:: DATASET EXCERPTS

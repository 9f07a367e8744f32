//! Playback modes and the enumerated header fields
//!
//! The classifier predicates take the raw `samplePlayback` byte so that
//! headers carrying an unknown mode degrade to "no category" instead of
//! failing to parse.

use std::fmt;

use serde::Serialize;

/// Sample playback mode (header byte 76)
#[derive(Debug, Clone, Copy, Serialize, PartialEq, Eq, Hash)]
#[repr(u8)]
pub enum SamplePlayback {
    OneShot = 0,
    ForwardLoop = 1,
    BackwardLoop = 2,
    PingPongLoop = 3,
    Slice = 4,
    BeatSlice = 5,
    Wavetable = 6,
    Granular = 7,
}

impl SamplePlayback {
    pub const ALL: [SamplePlayback; 8] = [
        SamplePlayback::OneShot,
        SamplePlayback::ForwardLoop,
        SamplePlayback::BackwardLoop,
        SamplePlayback::PingPongLoop,
        SamplePlayback::Slice,
        SamplePlayback::BeatSlice,
        SamplePlayback::Wavetable,
        SamplePlayback::Granular,
    ];

    pub fn label(&self) -> &'static str {
        match self {
            SamplePlayback::OneShot => "1-Shot",
            SamplePlayback::ForwardLoop => "Forward loop",
            SamplePlayback::BackwardLoop => "Backward loop",
            SamplePlayback::PingPongLoop => "PingPong loop",
            SamplePlayback::Slice => "Slice",
            SamplePlayback::BeatSlice => "Beat slice",
            SamplePlayback::Wavetable => "Wavetable",
            SamplePlayback::Granular => "Granular",
        }
    }

    /// Parse a command-line style name ("oneshot", "forward", "slice", ...)
    pub fn from_name(name: &str) -> Option<Self> {
        let normalized: String = name
            .chars()
            .filter(|c| c.is_ascii_alphanumeric())
            .collect::<String>()
            .to_lowercase();
        match normalized.as_str() {
            "oneshot" | "1shot" => Some(SamplePlayback::OneShot),
            "forward" | "forwardloop" | "loop" => Some(SamplePlayback::ForwardLoop),
            "backward" | "backwardloop" => Some(SamplePlayback::BackwardLoop),
            "pingpong" | "pingpongloop" => Some(SamplePlayback::PingPongLoop),
            "slice" => Some(SamplePlayback::Slice),
            "beatslice" => Some(SamplePlayback::BeatSlice),
            "wavetable" => Some(SamplePlayback::Wavetable),
            "granular" => Some(SamplePlayback::Granular),
            _ => None,
        }
    }
}

impl TryFrom<u8> for SamplePlayback {
    type Error = u8;

    fn try_from(value: u8) -> Result<Self, Self::Error> {
        SamplePlayback::ALL
            .get(value as usize)
            .copied()
            .ok_or(value)
    }
}

impl fmt::Display for SamplePlayback {
    fn fmt(&self, f: &mut fmt::Formatter<'_>) -> fmt::Result {
        f.write_str(self.label())
    }
}

/// Filter type (header byte 268)
#[derive(Debug, Clone, Copy, Serialize, PartialEq, Eq)]
#[repr(u8)]
pub enum FilterType {
    LowPass = 0,
    HighPass = 1,
    BandPass = 2,
}

impl FilterType {
    pub fn label(&self) -> &'static str {
        match self {
            FilterType::LowPass => "Low-pass",
            FilterType::HighPass => "High-pass",
            FilterType::BandPass => "Band-pass",
        }
    }
}

impl TryFrom<u8> for FilterType {
    type Error = u8;

    fn try_from(value: u8) -> Result<Self, Self::Error> {
        match value {
            0 => Ok(FilterType::LowPass),
            1 => Ok(FilterType::HighPass),
            2 => Ok(FilterType::BandPass),
            _ => Err(value),
        }
    }
}

/// Grain envelope shape (header byte 382)
#[derive(Debug, Clone, Copy, Serialize, PartialEq, Eq)]
#[repr(u8)]
pub enum GranularShape {
    Square = 0,
    Triangle = 1,
    Gauss = 2,
}

impl GranularShape {
    pub fn label(&self) -> &'static str {
        match self {
            GranularShape::Square => "Square",
            GranularShape::Triangle => "Triangle",
            GranularShape::Gauss => "Gauss",
        }
    }
}

impl TryFrom<u8> for GranularShape {
    type Error = u8;

    fn try_from(value: u8) -> Result<Self, Self::Error> {
        match value {
            0 => Ok(GranularShape::Square),
            1 => Ok(GranularShape::Triangle),
            2 => Ok(GranularShape::Gauss),
            _ => Err(value),
        }
    }
}

/// Grain playback direction (header byte 383)
#[derive(Debug, Clone, Copy, Serialize, PartialEq, Eq)]
#[repr(u8)]
pub enum GranularLoopMode {
    Forward = 0,
    Backward = 1,
    PingPong = 2,
}

impl GranularLoopMode {
    pub fn label(&self) -> &'static str {
        match self {
            GranularLoopMode::Forward => "Forward",
            GranularLoopMode::Backward => "Backward",
            GranularLoopMode::PingPong => "PingPong",
        }
    }
}

impl TryFrom<u8> for GranularLoopMode {
    type Error = u8;

    fn try_from(value: u8) -> Result<Self, Self::Error> {
        match value {
            0 => Ok(GranularLoopMode::Forward),
            1 => Ok(GranularLoopMode::Backward),
            2 => Ok(GranularLoopMode::PingPong),
            _ => Err(value),
        }
    }
}

/// Behavioral category a playback mode belongs to
#[derive(Debug, Clone, Copy, Serialize, PartialEq, Eq)]
pub enum PlaybackCategory {
    OneShot,
    Loop,
    Sliced,
    Wavetable,
    Granular,
}

pub fn is_one_shot(sample_playback: u8) -> bool {
    sample_playback == SamplePlayback::OneShot as u8
}

pub fn is_loop(sample_playback: u8) -> bool {
    (SamplePlayback::ForwardLoop as u8..=SamplePlayback::PingPongLoop as u8)
        .contains(&sample_playback)
}

pub fn is_sliced(sample_playback: u8) -> bool {
    (SamplePlayback::Slice as u8..=SamplePlayback::BeatSlice as u8).contains(&sample_playback)
}

pub fn is_wavetable(sample_playback: u8) -> bool {
    sample_playback == SamplePlayback::Wavetable as u8
}

pub fn is_granular(sample_playback: u8) -> bool {
    sample_playback == SamplePlayback::Granular as u8
}

/// Map a raw playback byte to its category, `None` for unknown modes
pub fn classify(sample_playback: u8) -> Option<PlaybackCategory> {
    if is_one_shot(sample_playback) {
        Some(PlaybackCategory::OneShot)
    } else if is_loop(sample_playback) {
        Some(PlaybackCategory::Loop)
    } else if is_sliced(sample_playback) {
        Some(PlaybackCategory::Sliced)
    } else if is_wavetable(sample_playback) {
        Some(PlaybackCategory::Wavetable)
    } else if is_granular(sample_playback) {
        Some(PlaybackCategory::Granular)
    } else {
        None
    }
}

::::

_WORK TASK_: Give back the material in full, word for word.

_REPLY_:
repository 9f07a367e8744f32
//! Playback modes and the enumerated header fields
//!
//! The classifier predicates take the raw `samplePlayback` byte so that
//! headers carrying an unknown mode degrade to "no category" instead of
//! failing to parse.

use std::fmt;

use serde::Serialize;

/// Sample playback mode (header byte 76)
#[derive(Debug, Clone, Copy, Serialize, PartialEq, Eq, Hash)]
#[repr(u8)]
pub enum SamplePlayback {
    OneShot = 0,
    ForwardLoop = 1,
    BackwardLoop = 2,
    PingPongLoop = 3,
    Slice = 4,
    BeatSlice = 5,
    Wavetable = 6,
    Granular = 7,
}

impl SamplePlayback {
    pub const ALL: [SamplePlayback; 8] = [
        SamplePlayback::OneShot,
        SamplePlayback::ForwardLoop,
        SamplePlayback::BackwardLoop,
        SamplePlayback::PingPongLoop,
        SamplePlayback::Slice,
        SamplePlayback::BeatSlice,
        SamplePlayback::Wavetable,
        SamplePlayback::Granular,
    ];

    pub fn label(&self) -> &'static str {
        match self {
            SamplePlayback::OneShot => "1-Shot",
            SamplePlayback::ForwardLoop => "Forward loop",
            SamplePlayback::BackwardLoop => "Backward loop",
            SamplePlayback::PingPongLoop => "PingPong loop",
            SamplePlayback::Slice => "Slice",
            SamplePlayback::BeatSlice => "Beat slice",
            SamplePlayback::Wavetable => "Wavetable",
            SamplePlayback::Granular => "Granular",
        }
    }

    /// Parse a command-line style name ("oneshot", "forward", "slice", ...)
    pub fn from_name(name: &str) -> Option<Self> {
        let normalized: String = name
            .chars()
            .filter(|c| c.is_ascii_alphanumeric())
            .collect::<String>()
            .to_lowercase();
        match normalized.as_str() {
            "oneshot" | "1shot" => Some(SamplePlayback::OneShot),
            "forward" | "forwardloop" | "loop" => Some(SamplePlayback::ForwardLoop),
            "backward" | "backwardloop" => Some(SamplePlayback::BackwardLoop),
            "pingpong" | "pingpongloop" => Some(SamplePlayback::PingPongLoop),
            "slice" => Some(SamplePlayback::Slice),
            "beatslice" => Some(SamplePlayback::BeatSlice),
            "wavetable" => Some(SamplePlayback::Wavetable),
            "granular" => Some(SamplePlayback::Granular),
            _ => None,
        }
    }
}

impl TryFrom<u8> for SamplePlayback {
    type Error = u8;

    fn try_from(value: u8) -> Result<Self, Self::Error> {
        SamplePlayback::ALL
            .get(value as usize)
            .copied()
            .ok_or(value)
    }
}

impl fmt::Display for SamplePlayback {
    fn fmt(&self, f: &mut fmt::Formatter<'_>) -> fmt::Result {
        f.write_str(self.label())
    }
}

/// Filter type (header byte 268)
#[derive(Debug, Clone, Copy, Serialize, PartialEq, Eq)]
#[repr(u8)]
pub enum FilterType {
    LowPass = 0,
    HighPass = 1,
    BandPass = 2,
}

impl FilterType {
    pub fn label(&self) -> &'static str {
        match self {
            FilterType::LowPass => "Low-pass",
            FilterType::HighPass => "High-pass",
            FilterType::BandPass => "Band-pass",
        }
    }
}

impl TryFrom<u8> for FilterType {
    type Error = u8;

    fn try_from(value: u8) -> Result<Self, Self::Error> {
        match value {
            0 => Ok(FilterType::LowPass),
            1 => Ok(FilterType::HighPass),
            2 => Ok(FilterType::BandPass),
            _ => Err(value),
        }
    }
}

/// Grain envelope shape (header byte 382)
#[derive(Debug, Clone, Copy, Serialize, PartialEq, Eq)]
#[repr(u8)]
pub enum GranularShape {
    Square = 0,
    Triangle = 1,
    Gauss = 2,
}

impl GranularShape {
    pub fn label(&self) -> &'static str {
        match self {
            GranularShape::Square => "Square",
            GranularShape::Triangle => "Triangle",
            GranularShape::Gauss => "Gauss",
        }
    }
}

impl TryFrom<u8> for GranularShape {
    type Error = u8;

    fn try_from(value: u8) -> Result<Self, Self::Error> {
        match value {
            0 => Ok(GranularShape::Square),
            1 => Ok(GranularShape::Triangle),
            2 => Ok(GranularShape::Gauss),
            _ => Err(value),
        }
    }
}

/// Grain playback direction (header byte 383)
#[derive(Debug, Clone, Copy, Serialize, PartialEq, Eq)]
#[repr(u8)]
pub enum GranularLoopMode {
    Forward = 0,
    Backward = 1,
    PingPong = 2,
}

impl GranularLoopMode {
    pub fn label(&self) -> &'static str {
        match self {
            GranularLoopMode::Forward => "Forward",
            GranularLoopMode::Backward => "Backward",
            GranularLoopMode::PingPong => "PingPong",
        }
    }
}

impl TryFrom<u8> for GranularLoopMode {
    type Error = u8;

    fn try_from(value: u8) -> Result<Self, Self::Error> {
        match value {
            0 => Ok(GranularLoopMode::Forward),
            1 => Ok(GranularLoopMode::Backward),
            2 => Ok(GranularLoopMode::PingPong),
            _ => Err(value),
        }
    }
}

/// Behavioral category a playback mode belongs to
#[derive(Debug, Clone, Copy, Serialize, PartialEq, Eq)]
pub enum PlaybackCategory {
    OneShot,
    Loop,
    Sliced,
    Wavetable,
    Granular,
}

pub fn is_one_shot(sample_playback: u8) -> bool {
    sample_playback == SamplePlayback::OneShot as u8
}

pub fn is_loop(sample_playback: u8) -> bool {
    (SamplePlayback::ForwardLoop as u8..=SamplePlayback::PingPongLoop as u8)
        .contains(&sample_playback)
}

pub fn is_sliced(sample_playback: u8) -> bool {
    (SamplePlayback::Slice as u8..=SamplePlayback::BeatSlice as u8).contains(&sample_playback)
}

pub fn is_wavetable(sample_playback: u8) -> bool {
    sample_playback == SamplePlayback::Wavetable as u8
}

pub fn is_granular(sample_playback: u8) -> bool {
    sample_playback == SamplePlayback::Granular as u8
}

/// Map a raw playback byte to its category, `None` for unknown modes
pub fn classify(sample_playback: u8) -> Option<PlaybackCategory> {
    if is_one_shot(sample_playback) {
        Some(PlaybackCategory::OneShot)
    } else if is_loop(sample_playback) {
        Some(PlaybackCategory::Loop)
    } else if is_sliced(sample_playback) {
        Some(PlaybackCategory::Sliced)
    } else if is_wavetable(sample_playback) {
        Some(PlaybackCategory::Wavetable)
    } else if is_granular(sample_playback) {
        Some(PlaybackCategory::Granular)
    } else {
        None
    }
}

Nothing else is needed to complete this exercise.